I'm testing out 3.4dev, installed from github, and appear to have encountered two permission issues while setting up a private forum, as follows:

1. Members of the site, but not with sharing permissions to the forum, can access the forum (viewing and posting).
2. A site administrator cannot view the hidden ploneboard even if sharing permissions are given to the board.

It would be great if someone could confirm these observations.

Cheers,
Richard
Plone 4.2.3

[richardtc]

The site admin issue can be easily addressed by setting site admin permissions in portal_workflow, but uncertain about preventing access of site members into forums?

[jean]

preventing access of site members into forums?

Is the forum published or private? In the private state only Manager and
Owner has access (share the forum to give access), and no permissions are
acquired.
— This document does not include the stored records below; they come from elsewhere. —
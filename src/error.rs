use itertools::Itertools;
use thiserror::Error;

use crate::{ast::InfixOperator, object::ObjectType};

/// Failure of a whole evaluation request. Runtime failures are not part of
/// this type: they are ordinary `Error` objects in the language.
#[derive(Debug, Clone, PartialEq, Eq, Error)]
pub enum MonkeyError {
    #[error("parser errors:\n\t{}", .0.iter().join("\n\t"))]
    Parse(Vec<String>),
}

#[derive(Debug, Clone, PartialEq, Eq, Error)]
pub enum RuntimeError {
    #[error("identifier not found: {0}")]
    IdentifierNotFound(String),

    #[error("unknown operator: -{0}")]
    UnknownPrefixOperator(ObjectType),

    #[error("unknown operator: {left} {operator} {right}")]
    UnknownInfixOperator { left: ObjectType, operator: InfixOperator, right: ObjectType },

    #[error("type mismatch: {left} {operator} {right}")]
    TypeMismatch { left: ObjectType, operator: InfixOperator, right: ObjectType },

    #[error("division by zero")]
    DivisionByZero,

    #[error("not a function: {0}")]
    NotAFunction(ObjectType),

    #[error("index operator not supported: {0}")]
    IndexNotSupported(ObjectType),

    #[error("unusable as hash key: {0}")]
    UnusableHashKey(ObjectType),

    #[error("maximum call depth of {0} exceeded")]
    CallDepthExceeded(usize),

    // Message of an error object produced by a builtin
    #[error("{0}")]
    Builtin(String),
}
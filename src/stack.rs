//! Stack growth for the recursive parser, evaluator and tree rendering.
//!
//! Deeply nested source (`((((...))))`, long chains of calls) recurses once per
//! level on the host stack. Wrapping each level in [ensure_sufficient_stack]
//! moves the work onto a freshly allocated segment whenever the remaining
//! stack drops below the red zone.

const RED_ZONE: usize = 100 * 1024;

const STACK_PER_RECURSION: usize = 1024 * 1024;

#[inline]
pub(crate) fn ensure_sufficient_stack<R>(f: impl FnOnce() -> R) -> R {
    stacker::maybe_grow(RED_ZONE, STACK_PER_RECURSION, f)
}
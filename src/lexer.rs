use core::fmt;

use logos::Logos;

#[derive(Debug, Logos, Clone, Copy, PartialEq, Eq, Hash)]
#[logos(skip r"[ \t\r\n\f]+")]
pub enum TokenKind {
    Eof,
    Illegal,

    #[regex(r"[a-zA-Z_]+")]
    Ident,

    #[regex(r"[0-9]+")]
    Int,

    // An unterminated string runs to the end of the input
    #[regex(r#""[^"]*"?"#)]
    String,

    #[token("let")]
    Let,
    #[token("return")]
    Return,
    #[token("true")]
    True,
    #[token("false")]
    False,
    #[token("if")]
    If,
    #[token("else")]
    Else,
    #[token("fn")]
    Function,

    #[token("=")]
    Assign,
    #[token("==")]
    Eq,
    #[token("!")]
    Bang,
    #[token("!=")]
    NotEq,
    #[token("+")]
    Plus,
    #[token("-")]
    Minus,
    #[token("*")]
    Asterisk,
    #[token("/")]
    Slash,
    #[token("<")]
    Lt,
    #[token(">")]
    Gt,

    #[token("(")]
    LeftParen,
    #[token(")")]
    RightParen,
    #[token("{")]
    LeftBrace,
    #[token("}")]
    RightBrace,
    #[token("[")]
    LeftBracket,
    #[token("]")]
    RightBracket,
    #[token(",")]
    Comma,
    #[token(";")]
    Semicolon,
    #[token(":")]
    Colon,
}

impl fmt::Display for TokenKind {
    fn fmt(&self, f: &mut fmt::Formatter<'_>) -> fmt::Result {
        f.write_str(match self {
            Self::Eof => "EOF",
            Self::Illegal => "ILLEGAL",
            Self::Ident => "IDENT",
            Self::Int => "INT",
            Self::String => "STRING",
            Self::Let => "LET",
            Self::Return => "RETURN",
            Self::True => "TRUE",
            Self::False => "FALSE",
            Self::If => "IF",
            Self::Else => "ELSE",
            Self::Function => "FUNCTION",
            Self::Assign => "=",
            Self::Eq => "==",
            Self::Bang => "!",
            Self::NotEq => "!=",
            Self::Plus => "+",
            Self::Minus => "-",
            Self::Asterisk => "*",
            Self::Slash => "/",
            Self::Lt => "<",
            Self::Gt => ">",
            Self::LeftParen => "(",
            Self::RightParen => ")",
            Self::LeftBrace => "{",
            Self::RightBrace => "}",
            Self::LeftBracket => "[",
            Self::RightBracket => "]",
            Self::Comma => ",",
            Self::Semicolon => ";",
            Self::Colon => ":",
        })
    }
}

#[derive(Debug, Clone, Copy, PartialEq, Eq)]
pub struct Token<'a> {
    pub kind: TokenKind,
    pub literal: &'a str,
}

impl<'a> Token<'a> {
    pub fn eof() -> Self {
        Self { kind: TokenKind::Eof, literal: "" }
    }
}

/// Pull based token source. Once the input is exhausted every further call
/// to [Lexer::next_token] yields an `Eof` token.
pub struct Lexer<'a> {
    inner: logos::Lexer<'a, TokenKind>,
}

impl<'a> Lexer<'a> {
    pub fn new(input: &'a str) -> Self {
        Self { inner: TokenKind::lexer(input) }
    }

    pub fn next_token(&mut self) -> Token<'a> {
        let kind = match self.inner.next() {
            None => return Token::eof(),
            Some(Ok(kind)) => kind,
            Some(Err(())) => TokenKind::Illegal,
        };

        let slice = self.inner.slice();
        let literal = match kind {
            TokenKind::String => {
                let body = &slice[1..];
                body.strip_suffix('"').unwrap_or(body)
            }
            _ => slice,
        };

        Token { kind, literal }
    }
}

#[cfg(test)]
mod tests {
    use pretty_assertions::assert_eq;

    use super::*;

    fn tokenize(input: &str) -> Vec<(TokenKind, &str)> {
        let mut lexer = Lexer::new(input);
        let mut tokens = vec![];
        loop {
            let token = lexer.next_token();
            tokens.push((token.kind, token.literal));
            if token.kind == TokenKind::Eof {
                return tokens;
            }
        }
    }

    #[test]
    fn lexes_a_small_program() {
        use TokenKind::*;

        let tokens = tokenize(r#"let five = 5;
            let add = fn(x, y) { x + y; };
            !-/*5 < 10 > 5; 10 == 10 != 9
            "foo bar" [1, 2] {"a": 1}"#);

        assert_eq!(tokens, vec![
            (Let, "let"), (Ident, "five"), (Assign, "="), (Int, "5"), (Semicolon, ";"),
            (Let, "let"), (Ident, "add"), (Assign, "="), (Function, "fn"), (LeftParen, "("),
            (Ident, "x"), (Comma, ","), (Ident, "y"), (RightParen, ")"), (LeftBrace, "{"),
            (Ident, "x"), (Plus, "+"), (Ident, "y"), (Semicolon, ";"), (RightBrace, "}"), (Semicolon, ";"),
            (Bang, "!"), (Minus, "-"), (Slash, "/"), (Asterisk, "*"), (Int, "5"), (Lt, "<"), (Int, "10"),
            (Gt, ">"), (Int, "5"), (Semicolon, ";"), (Int, "10"), (Eq, "=="), (Int, "10"), (NotEq, "!="), (Int, "9"),
            (String, "foo bar"), (LeftBracket, "["), (Int, "1"), (Comma, ","), (Int, "2"), (RightBracket, "]"),
            (LeftBrace, "{"), (String, "a"), (Colon, ":"), (Int, "1"), (RightBrace, "}"),
            (Eof, ""),
        ]);
    }

    #[test]
    fn keywords_only_match_whole_words() {
        let tokens = tokenize("letter iffy fn_ returned");
        assert!(tokens[..4].iter().all(|(kind, _)| *kind == TokenKind::Ident));
    }

    #[test]
    fn unknown_characters_are_illegal() {
        let tokens = tokenize("a @ b");
        assert_eq!(tokens[1], (TokenKind::Illegal, "@"));
        assert_eq!(tokens[2], (TokenKind::Ident, "b"));
    }

    #[test]
    fn unterminated_string_runs_to_end_of_input() {
        let tokens = tokenize(r#"x "abc def"#);
        assert_eq!(tokens[1], (TokenKind::String, "abc def"));
        assert_eq!(tokens[2].0, TokenKind::Eof);
    }

    #[test]
    fn eof_repeats_after_exhaustion() {
        let mut lexer = Lexer::new("1");
        assert_eq!(lexer.next_token().kind, TokenKind::Int);
        assert_eq!(lexer.next_token(), Token::eof());
        assert_eq!(lexer.next_token(), Token::eof());
    }
}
See the state definition at:
yourplone/portal_workflow/ploneboard_workflow/states/private/manage_permissions

In the published state, Anonymous is granted access and Member acquires access
permissions:
yourplone/portal_workflow/ploneboard_workflow/states/published/manage_permissions

It looks like the private forum state should work for you.

jean . .. .... //\oo///\

[richardtc]

I have a hidden ploneboard and private forum with no sharing permissions permitted, but site members can access the forum and conversations.

[jean]

I have a hidden ploneboard and private forum with no sharing permissions permitted, but site members can access the forum and conversations.

What are the workflow states of the forum and conversations?
Check the permissions of that state at
yourplone/portal_workflow/ploneboard_forum_workflow/states/manage_main and
yourplone/portal_workflow/ploneboard_conversation_workflow/states/manage_main
respectively.
Perhaps the forum's private state will work for you.

Then correlate with the permissions which a specific user has in context:
yourplone/yourboard/this-is-a-forum/manage_reportUserPermissions?user=somesitememberid
(forum)
yourplone/yourboard/this-is-a-forum/515449099/manage_reportUserPermissions?user=somesitememberid
(conversation).

jean . .. .... //\oo///\

[richardtc]

This has proved rather tricky, taking many hours, but to prevent site members gaining access to forums and conversations, the approach that I'm taking (not finalised yet) is to:

1. Create a new role (at root of plone > security > add role e.g. boardmember)
2. modify the security settings of portal_ploneboard in the ZMI, by only giving 'View' access to Managers, Site Admin and newly created boardmember role (untick all other boxes).
3. modify workflow for boardmember for ploneboard objects at portal_workflow (working on this now, but it seems to work logically so far)

[jean]

On Wed, Apr 10, 2013 at 8:15 PM, richardtc [email protected] wrote:

1. modify the security settings of portal_ploneboard in the ZMI, by only giving 'View' access to Managers and Site Admin (untick all other boxes).

Are you modifying the workflow in /portal_workflow/ ? If not, your
work will disappear as soon as a workflow transition takes place.

1. modify workflow of ploneboard objects at portal_workflow (working on this now, but it seems to work logically so far)

This is where all changes to security should happen.

What board and forum states have you tried?
What results did you get when querying for the permissions of a member
on board/forum/conversation objects, in those forum states?

Just one other comment - I don't recall having this trouble in Plone 3.3?

DCWorkflow is one of the oldest parts of Plone ... it should work the
same now as before.

jean . .. .... //\oo///\

[jensens]

did you try using the Ploneboard with its intranet profile?